_Work instruction:_
Which lines below include the string "LVDS"? Please show each one.

_Stored data:_
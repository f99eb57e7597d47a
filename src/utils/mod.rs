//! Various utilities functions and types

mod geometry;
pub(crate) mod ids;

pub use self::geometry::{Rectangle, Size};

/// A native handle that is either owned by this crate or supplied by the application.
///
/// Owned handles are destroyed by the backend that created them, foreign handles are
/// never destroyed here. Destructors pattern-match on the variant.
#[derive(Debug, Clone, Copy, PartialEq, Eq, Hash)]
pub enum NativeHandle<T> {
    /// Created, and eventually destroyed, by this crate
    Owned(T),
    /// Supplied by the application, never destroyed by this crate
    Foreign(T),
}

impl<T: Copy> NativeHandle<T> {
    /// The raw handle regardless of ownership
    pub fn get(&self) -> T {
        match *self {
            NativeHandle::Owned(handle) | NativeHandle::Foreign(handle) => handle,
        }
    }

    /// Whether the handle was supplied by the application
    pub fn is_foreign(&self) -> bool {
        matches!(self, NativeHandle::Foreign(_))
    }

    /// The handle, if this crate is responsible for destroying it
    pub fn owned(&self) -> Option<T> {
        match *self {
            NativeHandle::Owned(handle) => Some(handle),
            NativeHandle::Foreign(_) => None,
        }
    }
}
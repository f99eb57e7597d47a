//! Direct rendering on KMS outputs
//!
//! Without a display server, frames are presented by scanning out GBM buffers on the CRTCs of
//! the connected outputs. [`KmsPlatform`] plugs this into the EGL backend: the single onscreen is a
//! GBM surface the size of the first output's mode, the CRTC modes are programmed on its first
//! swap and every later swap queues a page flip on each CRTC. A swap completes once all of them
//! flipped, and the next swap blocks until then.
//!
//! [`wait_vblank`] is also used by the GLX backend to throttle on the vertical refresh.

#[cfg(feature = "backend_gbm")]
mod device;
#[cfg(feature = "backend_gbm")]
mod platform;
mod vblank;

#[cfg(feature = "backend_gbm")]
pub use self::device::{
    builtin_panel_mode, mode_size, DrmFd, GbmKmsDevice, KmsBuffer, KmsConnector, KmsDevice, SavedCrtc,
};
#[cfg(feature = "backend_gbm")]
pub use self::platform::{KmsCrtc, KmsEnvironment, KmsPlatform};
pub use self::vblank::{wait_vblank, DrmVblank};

* * *

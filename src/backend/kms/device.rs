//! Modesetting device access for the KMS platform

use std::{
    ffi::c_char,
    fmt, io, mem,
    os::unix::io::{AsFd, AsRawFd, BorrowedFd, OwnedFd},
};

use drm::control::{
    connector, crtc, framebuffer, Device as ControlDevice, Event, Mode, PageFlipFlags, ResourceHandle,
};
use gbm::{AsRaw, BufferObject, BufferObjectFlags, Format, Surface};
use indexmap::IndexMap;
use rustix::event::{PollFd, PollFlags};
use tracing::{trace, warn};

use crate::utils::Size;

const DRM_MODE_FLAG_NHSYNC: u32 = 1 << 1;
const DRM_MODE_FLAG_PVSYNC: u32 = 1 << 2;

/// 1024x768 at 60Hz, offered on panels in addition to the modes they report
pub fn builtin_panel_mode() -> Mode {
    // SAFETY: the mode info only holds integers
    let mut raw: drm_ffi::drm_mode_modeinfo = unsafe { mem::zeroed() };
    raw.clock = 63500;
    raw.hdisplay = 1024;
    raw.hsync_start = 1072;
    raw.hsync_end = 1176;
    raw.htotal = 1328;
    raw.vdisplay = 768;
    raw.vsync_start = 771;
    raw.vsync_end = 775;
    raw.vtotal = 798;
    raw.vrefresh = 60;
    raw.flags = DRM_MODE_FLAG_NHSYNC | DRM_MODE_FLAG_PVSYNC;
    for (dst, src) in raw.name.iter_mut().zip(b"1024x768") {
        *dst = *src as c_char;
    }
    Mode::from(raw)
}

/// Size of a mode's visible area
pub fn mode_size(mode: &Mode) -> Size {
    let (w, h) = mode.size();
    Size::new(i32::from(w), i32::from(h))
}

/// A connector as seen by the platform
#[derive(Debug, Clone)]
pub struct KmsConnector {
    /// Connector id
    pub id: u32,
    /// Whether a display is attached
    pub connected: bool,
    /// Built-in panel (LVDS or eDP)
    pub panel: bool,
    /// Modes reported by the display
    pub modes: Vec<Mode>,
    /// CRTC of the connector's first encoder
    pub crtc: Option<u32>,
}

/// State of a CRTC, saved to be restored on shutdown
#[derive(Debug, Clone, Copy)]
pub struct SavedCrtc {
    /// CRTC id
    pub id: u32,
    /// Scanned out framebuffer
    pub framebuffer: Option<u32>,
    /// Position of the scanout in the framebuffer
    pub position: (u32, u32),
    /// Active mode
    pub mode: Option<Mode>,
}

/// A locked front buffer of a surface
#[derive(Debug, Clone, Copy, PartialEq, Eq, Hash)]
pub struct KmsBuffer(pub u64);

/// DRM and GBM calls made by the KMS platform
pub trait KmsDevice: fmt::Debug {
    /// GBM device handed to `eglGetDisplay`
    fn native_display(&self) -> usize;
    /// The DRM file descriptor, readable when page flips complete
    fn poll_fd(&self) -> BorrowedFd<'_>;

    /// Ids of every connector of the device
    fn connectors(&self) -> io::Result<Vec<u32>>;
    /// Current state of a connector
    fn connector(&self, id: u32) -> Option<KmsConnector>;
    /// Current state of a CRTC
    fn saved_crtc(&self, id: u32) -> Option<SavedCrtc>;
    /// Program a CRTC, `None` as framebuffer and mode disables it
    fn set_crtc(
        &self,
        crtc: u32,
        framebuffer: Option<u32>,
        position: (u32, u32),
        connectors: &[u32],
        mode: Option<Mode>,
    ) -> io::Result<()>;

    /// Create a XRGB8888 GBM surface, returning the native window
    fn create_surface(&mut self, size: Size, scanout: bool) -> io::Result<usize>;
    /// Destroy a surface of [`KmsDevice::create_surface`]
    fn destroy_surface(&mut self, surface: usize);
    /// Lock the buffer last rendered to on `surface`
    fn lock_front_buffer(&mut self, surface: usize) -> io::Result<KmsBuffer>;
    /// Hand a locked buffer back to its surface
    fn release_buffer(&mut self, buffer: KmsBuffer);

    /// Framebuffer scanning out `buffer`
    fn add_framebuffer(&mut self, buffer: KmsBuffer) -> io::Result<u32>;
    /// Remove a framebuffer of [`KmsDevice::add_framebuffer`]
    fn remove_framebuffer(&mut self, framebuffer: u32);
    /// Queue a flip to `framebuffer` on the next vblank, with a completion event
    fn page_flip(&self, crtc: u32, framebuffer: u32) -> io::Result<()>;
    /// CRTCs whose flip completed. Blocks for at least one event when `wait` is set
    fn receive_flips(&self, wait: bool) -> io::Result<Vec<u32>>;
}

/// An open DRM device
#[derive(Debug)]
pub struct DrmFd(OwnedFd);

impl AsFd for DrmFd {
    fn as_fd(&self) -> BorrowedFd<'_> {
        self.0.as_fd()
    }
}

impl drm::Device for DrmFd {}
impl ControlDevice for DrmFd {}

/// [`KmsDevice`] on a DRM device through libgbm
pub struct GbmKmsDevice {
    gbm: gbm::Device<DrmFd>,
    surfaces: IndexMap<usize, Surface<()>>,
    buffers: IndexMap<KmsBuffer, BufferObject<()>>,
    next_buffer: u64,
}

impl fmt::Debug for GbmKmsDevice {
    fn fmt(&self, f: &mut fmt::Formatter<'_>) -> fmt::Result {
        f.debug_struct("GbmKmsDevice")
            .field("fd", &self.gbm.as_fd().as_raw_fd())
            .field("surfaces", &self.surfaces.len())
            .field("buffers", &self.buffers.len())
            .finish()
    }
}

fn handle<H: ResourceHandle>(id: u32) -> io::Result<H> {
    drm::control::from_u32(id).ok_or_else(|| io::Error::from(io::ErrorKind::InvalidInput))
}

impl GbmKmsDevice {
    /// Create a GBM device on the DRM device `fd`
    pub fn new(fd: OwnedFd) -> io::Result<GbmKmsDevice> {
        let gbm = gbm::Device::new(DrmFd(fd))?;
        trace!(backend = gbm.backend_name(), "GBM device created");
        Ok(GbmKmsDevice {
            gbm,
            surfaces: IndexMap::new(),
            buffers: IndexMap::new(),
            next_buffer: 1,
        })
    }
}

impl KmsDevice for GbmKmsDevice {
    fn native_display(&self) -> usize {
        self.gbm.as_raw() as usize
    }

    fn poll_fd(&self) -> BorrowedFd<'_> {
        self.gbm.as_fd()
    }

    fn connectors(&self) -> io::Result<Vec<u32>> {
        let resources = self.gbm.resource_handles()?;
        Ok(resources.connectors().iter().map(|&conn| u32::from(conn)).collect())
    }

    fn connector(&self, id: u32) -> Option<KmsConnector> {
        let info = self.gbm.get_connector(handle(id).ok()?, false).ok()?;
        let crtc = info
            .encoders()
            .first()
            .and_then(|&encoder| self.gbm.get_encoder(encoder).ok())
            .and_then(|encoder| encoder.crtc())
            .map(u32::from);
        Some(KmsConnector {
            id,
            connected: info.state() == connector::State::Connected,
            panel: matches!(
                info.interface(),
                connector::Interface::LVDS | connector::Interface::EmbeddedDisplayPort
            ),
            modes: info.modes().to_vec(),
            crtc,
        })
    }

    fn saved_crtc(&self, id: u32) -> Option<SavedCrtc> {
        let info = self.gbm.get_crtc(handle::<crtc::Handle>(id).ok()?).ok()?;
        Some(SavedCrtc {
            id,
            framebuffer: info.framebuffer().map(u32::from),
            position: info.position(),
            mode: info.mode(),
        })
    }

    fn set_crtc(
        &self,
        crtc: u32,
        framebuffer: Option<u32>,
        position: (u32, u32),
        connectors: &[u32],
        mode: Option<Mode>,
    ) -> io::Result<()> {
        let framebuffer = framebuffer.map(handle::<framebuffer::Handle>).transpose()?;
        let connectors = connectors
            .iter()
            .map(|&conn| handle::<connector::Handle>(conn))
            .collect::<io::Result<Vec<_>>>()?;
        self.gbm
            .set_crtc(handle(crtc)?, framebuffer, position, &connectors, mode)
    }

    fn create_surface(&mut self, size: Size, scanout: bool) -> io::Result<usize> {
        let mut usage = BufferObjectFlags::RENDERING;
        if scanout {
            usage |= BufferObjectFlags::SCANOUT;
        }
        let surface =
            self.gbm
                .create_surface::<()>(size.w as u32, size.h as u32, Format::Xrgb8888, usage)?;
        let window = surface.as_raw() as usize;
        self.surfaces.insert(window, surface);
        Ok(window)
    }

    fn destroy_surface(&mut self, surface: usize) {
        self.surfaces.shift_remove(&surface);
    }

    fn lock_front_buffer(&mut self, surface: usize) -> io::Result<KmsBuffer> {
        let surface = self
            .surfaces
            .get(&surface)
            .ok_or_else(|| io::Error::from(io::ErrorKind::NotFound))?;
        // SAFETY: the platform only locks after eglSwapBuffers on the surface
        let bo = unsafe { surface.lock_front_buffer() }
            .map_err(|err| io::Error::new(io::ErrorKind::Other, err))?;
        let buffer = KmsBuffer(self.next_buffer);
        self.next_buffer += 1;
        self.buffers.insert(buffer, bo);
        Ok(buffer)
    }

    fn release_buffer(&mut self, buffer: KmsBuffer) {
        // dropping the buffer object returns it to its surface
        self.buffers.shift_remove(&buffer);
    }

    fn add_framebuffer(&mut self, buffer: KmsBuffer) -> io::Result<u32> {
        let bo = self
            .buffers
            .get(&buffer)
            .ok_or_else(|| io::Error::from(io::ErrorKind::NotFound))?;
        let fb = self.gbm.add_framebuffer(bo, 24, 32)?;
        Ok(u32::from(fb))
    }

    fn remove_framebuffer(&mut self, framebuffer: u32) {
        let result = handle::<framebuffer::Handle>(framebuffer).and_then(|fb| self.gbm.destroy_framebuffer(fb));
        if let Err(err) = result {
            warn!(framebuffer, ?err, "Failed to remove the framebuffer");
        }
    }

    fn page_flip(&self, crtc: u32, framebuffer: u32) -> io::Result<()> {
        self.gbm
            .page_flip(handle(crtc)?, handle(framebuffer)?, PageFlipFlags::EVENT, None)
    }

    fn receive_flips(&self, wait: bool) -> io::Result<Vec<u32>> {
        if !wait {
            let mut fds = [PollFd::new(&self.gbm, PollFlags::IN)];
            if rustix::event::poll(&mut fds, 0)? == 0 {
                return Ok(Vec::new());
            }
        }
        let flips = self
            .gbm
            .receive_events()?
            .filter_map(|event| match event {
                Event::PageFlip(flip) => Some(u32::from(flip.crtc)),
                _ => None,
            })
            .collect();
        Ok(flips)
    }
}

_Task response:_
    /// Built-in panel (LVDS or eDP)
                connector::Interface::LVDS | connector::Interface::EmbeddedDisplayPort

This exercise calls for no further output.